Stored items
▬▬▬▬▬▬
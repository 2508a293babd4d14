use crate::scene::viewport::Viewport;
use nalgebra::{Matrix4, Point2, Point3, Vector3, Vector4};

/// Principal axis used by the axis-aligned rotations.
#[derive(Debug, Clone, Copy, PartialEq, Eq)]
pub enum Axis {
    X,
    Y,
    Z,
}

//=================================
// Transform Matrix Factory
//=================================

/// Factory for creating various transformation matrices.
/// Manually implemented to keep the matrices in the textbook column-vector,
/// right-handed form used throughout the viewer.
pub struct TransformFactory;

#[rustfmt::skip]
impl TransformFactory {
    /// Creates a rotation matrix around the X-axis.
    pub fn rotation_x(angle_rad: f32) -> Matrix4<f32> {
        let c = angle_rad.cos();
        let s = angle_rad.sin();
        Matrix4::new(
            1.0, 0.0, 0.0, 0.0,
            0.0, c,  -s,   0.0,
            0.0, s,   c,   0.0,
            0.0, 0.0, 0.0, 1.0,
        )
    }

    /// Creates a rotation matrix around the Y-axis.
    pub fn rotation_y(angle_rad: f32) -> Matrix4<f32> {
        let c = angle_rad.cos();
        let s = angle_rad.sin();
        Matrix4::new(
            c,   0.0, s,   0.0,
            0.0, 1.0, 0.0, 0.0,
           -s,   0.0, c,   0.0,
            0.0, 0.0, 0.0, 1.0,
        )
    }

    /// Creates a rotation matrix around the Z-axis.
    pub fn rotation_z(angle_rad: f32) -> Matrix4<f32> {
        let c = angle_rad.cos();
        let s = angle_rad.sin();
        Matrix4::new(
            c,  -s,   0.0, 0.0,
            s,   c,   0.0, 0.0,
            0.0, 0.0, 1.0, 0.0,
            0.0, 0.0, 0.0, 1.0,
        )
    }

    /// Rotation about one of the principal axes, angle given in degrees.
    pub fn rotation_about(axis: Axis, angle_deg: f32) -> Matrix4<f32> {
        let angle_rad = angle_deg.to_radians();
        match axis {
            Axis::X => Self::rotation_x(angle_rad),
            Axis::Y => Self::rotation_y(angle_rad),
            Axis::Z => Self::rotation_z(angle_rad),
        }
    }

    /// Creates a translation matrix.
    pub fn translation(translation: &Vector3<f32>) -> Matrix4<f32> {
        Matrix4::new(
            1.0, 0.0, 0.0, translation.x,
            0.0, 1.0, 0.0, translation.y,
            0.0, 0.0, 1.0, translation.z,
            0.0, 0.0, 0.0, 1.0,
        )
    }

    /// Creates a uniform scaling matrix.
    pub fn scaling(factor: f32) -> Matrix4<f32> {
        Matrix4::new(
            factor, 0.0,    0.0,    0.0,
            0.0,    factor, 0.0,    0.0,
            0.0,    0.0,    factor, 0.0,
            0.0,    0.0,    0.0,    1.0,
        )
    }

    /// Creates a Perspective Projection matrix (Right-Handed, `gluPerspective` layout).
    /// Maps view frustum to NDC [-1, 1].
    pub fn perspective(aspect_ratio: f32, fov_y_rad: f32, near: f32, far: f32) -> Matrix4<f32> {
        let f = 1.0 / (fov_y_rad / 2.0).tan();
        let nf = 1.0 / (near - far);

        Matrix4::new(
            f / aspect_ratio, 0.0, 0.0,                          0.0,
            0.0,              f,   0.0,                          0.0,
            0.0,              0.0, (far + near) * nf,            2.0 * far * near * nf,
            0.0,              0.0, -1.0,                         0.0,
        )
    }

    /// Creates an Orthographic Projection matrix (Right-Handed, `glOrtho` layout).
    pub fn orthographic(
        left: f32,
        right: f32,
        bottom: f32,
        top: f32,
        near: f32,
        far: f32,
    ) -> Matrix4<f32> {
        let rl = 1.0 / (right - left);
        let tb = 1.0 / (top - bottom);
        let nf = 1.0 / (near - far);

        Matrix4::new(
            2.0 * rl,      0.0,           0.0,          -(right + left) * rl,
            0.0,           2.0 * tb,      0.0,          -(top + bottom) * tb,
            0.0,           0.0,           2.0 * nf,     (far + near) * nf,
            0.0,           0.0,           0.0,          1.0,
        )
    }
}

//=================================
// Core Transformation Functions
//=================================

/// Performs perspective division: Clip Space -> NDC.
#[inline]
pub fn apply_perspective_division(clip: &Vector4<f32>) -> Point3<f32> {
    let w = clip.w;
    if w.abs() > 1e-6 {
        Point3::new(clip.x / w, clip.y / w, clip.z / w)
    } else {
        Point3::origin()
    }
}

/// Converts NDC coordinates to framebuffer coordinates inside a viewport.
///
/// The viewport origin is the bottom-left corner of the surface (as with `glViewport`),
/// while framebuffer rows grow downwards, so the Y-axis is flipped here.
#[inline]
pub fn ndc_to_viewport(ndc_x: f32, ndc_y: f32, viewport: &Viewport, surface_height: f32) -> Point2<f32> {
    let x = viewport.x as f32 + (ndc_x + 1.0) * 0.5 * viewport.width as f32;
    let y_up = viewport.y as f32 + (ndc_y + 1.0) * 0.5 * viewport.height as f32;
    Point2::new(x, surface_height - y_up)
}

/// Maps NDC depth [-1, 1] to the stored depth range [0, 1].
#[inline(always)]
pub fn ndc_depth_to_buffer(ndc_z: f32) -> f32 {
    ndc_z * 0.5 + 0.5
}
▬▬▬▬▬▬
What to work on - Return exactly the lines in the records above, beginning with the one that holds "is flipped here." and ending with the last.

Your solution -
/// while framebuffer rows grow downwards, so the Y-axis is flipped here.
#[inline]
pub fn ndc_to_viewport(ndc_x: f32, ndc_y: f32, viewport: &Viewport, surface_height: f32) -> Point2<f32> {
    let x = viewport.x as f32 + (ndc_x + 1.0) * 0.5 * viewport.width as f32;
    let y_up = viewport.y as f32 + (ndc_y + 1.0) * 0.5 * viewport.height as f32;
    Point2::new(x, surface_height - y_up)
}

/// Maps NDC depth [-1, 1] to the stored depth range [0, 1].
#[inline(always)]
pub fn ndc_depth_to_buffer(ndc_z: f32) -> f32 {
    ndc_z * 0.5 + 0.5
}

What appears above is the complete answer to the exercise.